-- What needs to be done --
Repeat back every line of the data, exactly.
[Records shown]
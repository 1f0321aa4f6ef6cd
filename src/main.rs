//! `ferry` command line
//!
//! ```bash
//! # Create ~/.ferrykit/config.json to fill in
//! ferry init
//!
//! # Pull the personal profile until LifeFile.txt shows up
//! ferry pull personal
//!
//! # Delete processed reports on the public server
//! ferry remove public "/outgoing/*.csv"
//!
//! # Protect a password before pasting it into config.json
//! ferry encrypt 's3cret' --purpose smtp
//! ```

use std::path::PathBuf;
use std::process::ExitCode;
use std::sync::Arc;

use clap::{Parser, Subcommand};
use thiserror::Error;
use tracing::{info, warn};

use ferrykit::config::{
    config_dir, resolve_profile, ConfigFile, ConfigStorage, ProfileError, ProfileSelector,
    StorageError,
};
use ferrykit::crypto::{Crypto, CryptoError, ProtectionKey};
use ferrykit::logging::{init_logging, LogLevel, LoggingError};
use ferrykit::mailer::{Address, EmailOptions, Mailer};
use ferrykit::sftp::{EngineError, SshTransferClient, TransferControl, TransferEngine};

#[derive(Parser)]
#[command(
    name = "ferry",
    version,
    about = "Scheduled SFTP pulls with completion markers"
)]
struct Cli {
    #[command(subcommand)]
    command: Command,

    /// Config file (default: ~/.ferrykit/config.json)
    #[arg(long, global = true)]
    config: Option<PathBuf>,

    /// Override the configured log level
    #[arg(long, global = true)]
    log_level: Option<LogLevel>,
}

#[derive(Subcommand)]
enum Command {
    /// Write a starter config file, logging to logs/ next to it
    Init,

    /// Pull a profile until complete or out of retries
    Pull {
        /// personal, public, or any configured profile name
        profile: ProfileSelector,
    },

    /// Remove remote files matching a path and mask
    Remove {
        profile: ProfileSelector,

        /// e.g. "/outgoing/*.csv"
        path_and_mask: String,
    },

    /// List configured profiles
    Profiles,

    /// Protect a string with the local key
    Encrypt {
        text: String,

        #[arg(long)]
        purpose: Option<String>,
    },

    /// Unprotect a string produced by `encrypt`
    Decrypt {
        text: String,

        #[arg(long)]
        purpose: Option<String>,
    },

    /// Send a mail with the configured SMTP settings
    Mail {
        #[arg(long, required = true)]
        to: Vec<String>,

        #[arg(long)]
        subject: String,

        #[arg(long)]
        body: String,

        #[arg(long)]
        html: bool,

        #[arg(long)]
        attach: Vec<PathBuf>,
    },
}

#[derive(Debug, Error)]
enum CliError {
    #[error(transparent)]
    Storage(#[from] StorageError),

    #[error(transparent)]
    Logging(#[from] LoggingError),

    #[error(transparent)]
    Profile(#[from] ProfileError),

    #[error(transparent)]
    Engine(#[from] EngineError),

    #[error(transparent)]
    Crypto(#[from] CryptoError),

    #[error("No mail settings in {0:?}")]
    MailNotConfigured(PathBuf),

    #[error("Mail not sent: {0}")]
    MailFailed(String),
}

#[tokio::main]
async fn main() -> ExitCode {
    let cli = Cli::parse();

    match run(cli).await {
        Ok(code) => code,
        Err(e) => {
            eprintln!("error: {}", e);
            ExitCode::FAILURE
        }
    }
}

async fn run(cli: Cli) -> Result<ExitCode, CliError> {
    let storage = match &cli.config {
        Some(path) => ConfigStorage::with_path(path),
        None => ConfigStorage::new()?,
    };
    if let Command::Init = cli.command {
        return init(&storage).await;
    }
    let config = storage.load().await?;

    let mut logging = config.logging.clone();
    if let Some(level) = cli.log_level {
        logging.level = level;
    }
    init_logging(&logging)?;

    match cli.command {
        Command::Init => init(&storage).await,
        Command::Pull { profile } => pull(&config, &profile).await,
        Command::Remove {
            profile,
            path_and_mask,
        } => {
            let mut engine = TransferEngine::new(Arc::new(SshTransferClient::new()));
            engine.configure(resolve_profile(&config, &profile)?);
            for file in engine.remove_files(&path_and_mask).await? {
                println!("{}", file);
            }
            Ok(ExitCode::SUCCESS)
        }
        Command::Profiles => {
            for p in &config.profiles {
                println!(
                    "{}\t{}\t{}",
                    p.name,
                    p.endpoint.address(),
                    p.remote_directory.as_deref().unwrap_or("-")
                );
            }
            Ok(ExitCode::SUCCESS)
        }
        Command::Encrypt { text, purpose } => {
            println!("{}", crypto(&config, purpose)?.encrypt(&text)?);
            Ok(ExitCode::SUCCESS)
        }
        Command::Decrypt { text, purpose } => {
            println!("{}", crypto(&config, purpose)?.decrypt(&text)?);
            Ok(ExitCode::SUCCESS)
        }
        Command::Mail {
            to,
            subject,
            body,
            html,
            attach,
        } => {
            let mail = config
                .mail
                .clone()
                .ok_or_else(|| CliError::MailNotConfigured(storage.path().to_path_buf()))?;
            let email = EmailOptions {
                from: Some(mail.from),
                to: to.into_iter().map(Address::new).collect(),
                subject,
                body,
                is_body_html: html,
                attachments: attach,
                ..Default::default()
            };

            let response = Mailer::new(email, mail.smtp).send().await;
            if !response.successful {
                return Err(CliError::MailFailed(response.error_messages.join("; ")));
            }
            if let Some(id) = response.message_id {
                println!("{}", id);
            }
            Ok(ExitCode::SUCCESS)
        }
    }
}

async fn init(storage: &ConfigStorage) -> Result<ExitCode, CliError> {
    let mut starter = ConfigFile::default();
    starter.logging.log_file = Some(storage.log_dir().join("ferry.log"));
    storage.init(&starter).await?;
    println!("{}", storage.path().display());
    Ok(ExitCode::SUCCESS)
}

async fn pull(config: &ConfigFile, selector: &ProfileSelector) -> Result<ExitCode, CliError> {
    let control = Arc::new(TransferControl::new());
    let mut engine =
        TransferEngine::new(Arc::new(SshTransferClient::new())).with_control(control.clone());
    engine.configure(resolve_profile(config, selector)?);

    tokio::spawn(async move {
        if tokio::signal::ctrl_c().await.is_ok() {
            warn!("Interrupted, stopping after the current attempt");
            control.cancel();
        }
    });

    let outcome = engine.get_files().await?;
    for file in outcome.files() {
        println!("{}", file);
    }

    if outcome.is_complete() {
        Ok(ExitCode::SUCCESS)
    } else {
        info!(
            "Profile {} incomplete after {} attempt(s)",
            selector,
            outcome.attempts().len()
        );
        Ok(ExitCode::from(1))
    }
}

fn crypto(config: &ConfigFile, purpose: Option<String>) -> Result<Crypto, CliError> {
    let key_file = match &config.crypto.key_file {
        Some(path) => path.clone(),
        None => config_dir()?.join("protection.key"),
    };
    let mut crypto = Crypto::new(ProtectionKey::load_or_create(&key_file)?);
    if let Some(purpose) = purpose {
        crypto.change_purpose(purpose);
    }
    Ok(crypto)
}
[/Records shown]
-- Response below --
repository 1f0321aa4f6ef6cd
filename src/main.rs
//! `ferry` command line
//!
//! ```bash
//! # Create ~/.ferrykit/config.json to fill in
//! ferry init
//!
//! # Pull the personal profile until LifeFile.txt shows up
//! ferry pull personal
//!
//! # Delete processed reports on the public server
//! ferry remove public "/outgoing/*.csv"
//!
//! # Protect a password before pasting it into config.json
//! ferry encrypt 's3cret' --purpose smtp
//! ```

use std::path::PathBuf;
use std::process::ExitCode;
use std::sync::Arc;

use clap::{Parser, Subcommand};
use thiserror::Error;
use tracing::{info, warn};

use ferrykit::config::{
    config_dir, resolve_profile, ConfigFile, ConfigStorage, ProfileError, ProfileSelector,
    StorageError,
};
use ferrykit::crypto::{Crypto, CryptoError, ProtectionKey};
use ferrykit::logging::{init_logging, LogLevel, LoggingError};
use ferrykit::mailer::{Address, EmailOptions, Mailer};
use ferrykit::sftp::{EngineError, SshTransferClient, TransferControl, TransferEngine};

#[derive(Parser)]
#[command(
    name = "ferry",
    version,
    about = "Scheduled SFTP pulls with completion markers"
)]
struct Cli {
    #[command(subcommand)]
    command: Command,

    /// Config file (default: ~/.ferrykit/config.json)
    #[arg(long, global = true)]
    config: Option<PathBuf>,

    /// Override the configured log level
    #[arg(long, global = true)]
    log_level: Option<LogLevel>,
}

#[derive(Subcommand)]
enum Command {
    /// Write a starter config file, logging to logs/ next to it
    Init,

    /// Pull a profile until complete or out of retries
    Pull {
        /// personal, public, or any configured profile name
        profile: ProfileSelector,
    },

    /// Remove remote files matching a path and mask
    Remove {
        profile: ProfileSelector,

        /// e.g. "/outgoing/*.csv"
        path_and_mask: String,
    },

    /// List configured profiles
    Profiles,

    /// Protect a string with the local key
    Encrypt {
        text: String,

        #[arg(long)]
        purpose: Option<String>,
    },

    /// Unprotect a string produced by `encrypt`
    Decrypt {
        text: String,

        #[arg(long)]
        purpose: Option<String>,
    },

    /// Send a mail with the configured SMTP settings
    Mail {
        #[arg(long, required = true)]
        to: Vec<String>,

        #[arg(long)]
        subject: String,

        #[arg(long)]
        body: String,

        #[arg(long)]
        html: bool,

        #[arg(long)]
        attach: Vec<PathBuf>,
    },
}

#[derive(Debug, Error)]
enum CliError {
    #[error(transparent)]
    Storage(#[from] StorageError),

    #[error(transparent)]
    Logging(#[from] LoggingError),

    #[error(transparent)]
    Profile(#[from] ProfileError),

    #[error(transparent)]
    Engine(#[from] EngineError),

    #[error(transparent)]
    Crypto(#[from] CryptoError),

    #[error("No mail settings in {0:?}")]
    MailNotConfigured(PathBuf),

    #[error("Mail not sent: {0}")]
    MailFailed(String),
}

#[tokio::main]
async fn main() -> ExitCode {
    let cli = Cli::parse();

    match run(cli).await {
        Ok(code) => code,
        Err(e) => {
            eprintln!("error: {}", e);
            ExitCode::FAILURE
        }
    }
}

async fn run(cli: Cli) -> Result<ExitCode, CliError> {
    let storage = match &cli.config {
        Some(path) => ConfigStorage::with_path(path),
        None => ConfigStorage::new()?,
    };
    if let Command::Init = cli.command {
        return init(&storage).await;
    }
    let config = storage.load().await?;

    let mut logging = config.logging.clone();
    if let Some(level) = cli.log_level {
        logging.level = level;
    }
    init_logging(&logging)?;

    match cli.command {
        Command::Init => init(&storage).await,
        Command::Pull { profile } => pull(&config, &profile).await,
        Command::Remove {
            profile,
            path_and_mask,
        } => {
            let mut engine = TransferEngine::new(Arc::new(SshTransferClient::new()));
            engine.configure(resolve_profile(&config, &profile)?);
            for file in engine.remove_files(&path_and_mask).await? {
                println!("{}", file);
            }
            Ok(ExitCode::SUCCESS)
        }
        Command::Profiles => {
            for p in &config.profiles {
                println!(
                    "{}\t{}\t{}",
                    p.name,
                    p.endpoint.address(),
                    p.remote_directory.as_deref().unwrap_or("-")
                );
            }
            Ok(ExitCode::SUCCESS)
        }
        Command::Encrypt { text, purpose } => {
            println!("{}", crypto(&config, purpose)?.encrypt(&text)?);
            Ok(ExitCode::SUCCESS)
        }
        Command::Decrypt { text, purpose } => {
            println!("{}", crypto(&config, purpose)?.decrypt(&text)?);
            Ok(ExitCode::SUCCESS)
        }
        Command::Mail {
            to,
            subject,
            body,
            html,
            attach,
        } => {
            let mail = config
                .mail
                .clone()
                .ok_or_else(|| CliError::MailNotConfigured(storage.path().to_path_buf()))?;
            let email = EmailOptions {
                from: Some(mail.from),
                to: to.into_iter().map(Address::new).collect(),
                subject,
                body,
                is_body_html: html,
                attachments: attach,
                ..Default::default()
            };

            let response = Mailer::new(email, mail.smtp).send().await;
            if !response.successful {
                return Err(CliError::MailFailed(response.error_messages.join("; ")));
            }
            if let Some(id) = response.message_id {
                println!("{}", id);
            }
            Ok(ExitCode::SUCCESS)
        }
    }
}

async fn init(storage: &ConfigStorage) -> Result<ExitCode, CliError> {
    let mut starter = ConfigFile::default();
    starter.logging.log_file = Some(storage.log_dir().join("ferry.log"));
    storage.init(&starter).await?;
    println!("{}", storage.path().display());
    Ok(ExitCode::SUCCESS)
}

async fn pull(config: &ConfigFile, selector: &ProfileSelector) -> Result<ExitCode, CliError> {
    let control = Arc::new(TransferControl::new());
    let mut engine =
        TransferEngine::new(Arc::new(SshTransferClient::new())).with_control(control.clone());
    engine.configure(resolve_profile(config, selector)?);

    tokio::spawn(async move {
        if tokio::signal::ctrl_c().await.is_ok() {
            warn!("Interrupted, stopping after the current attempt");
            control.cancel();
        }
    });

    let outcome = engine.get_files().await?;
    for file in outcome.files() {
        println!("{}", file);
    }

    if outcome.is_complete() {
        Ok(ExitCode::SUCCESS)
    } else {
        info!(
            "Profile {} incomplete after {} attempt(s)",
            selector,
            outcome.attempts().len()
        );
        Ok(ExitCode::from(1))
    }
}

fn crypto(config: &ConfigFile, purpose: Option<String>) -> Result<Crypto, CliError> {
    let key_file = match &config.crypto.key_file {
        Some(path) => path.clone(),
        None => config_dir()?.join("protection.key"),
    };
    let mut crypto = Crypto::new(ProtectionKey::load_or_create(&key_file)?);
    if let Some(purpose) = purpose {
        crypto.change_purpose(purpose);
    }
    Ok(crypto)
}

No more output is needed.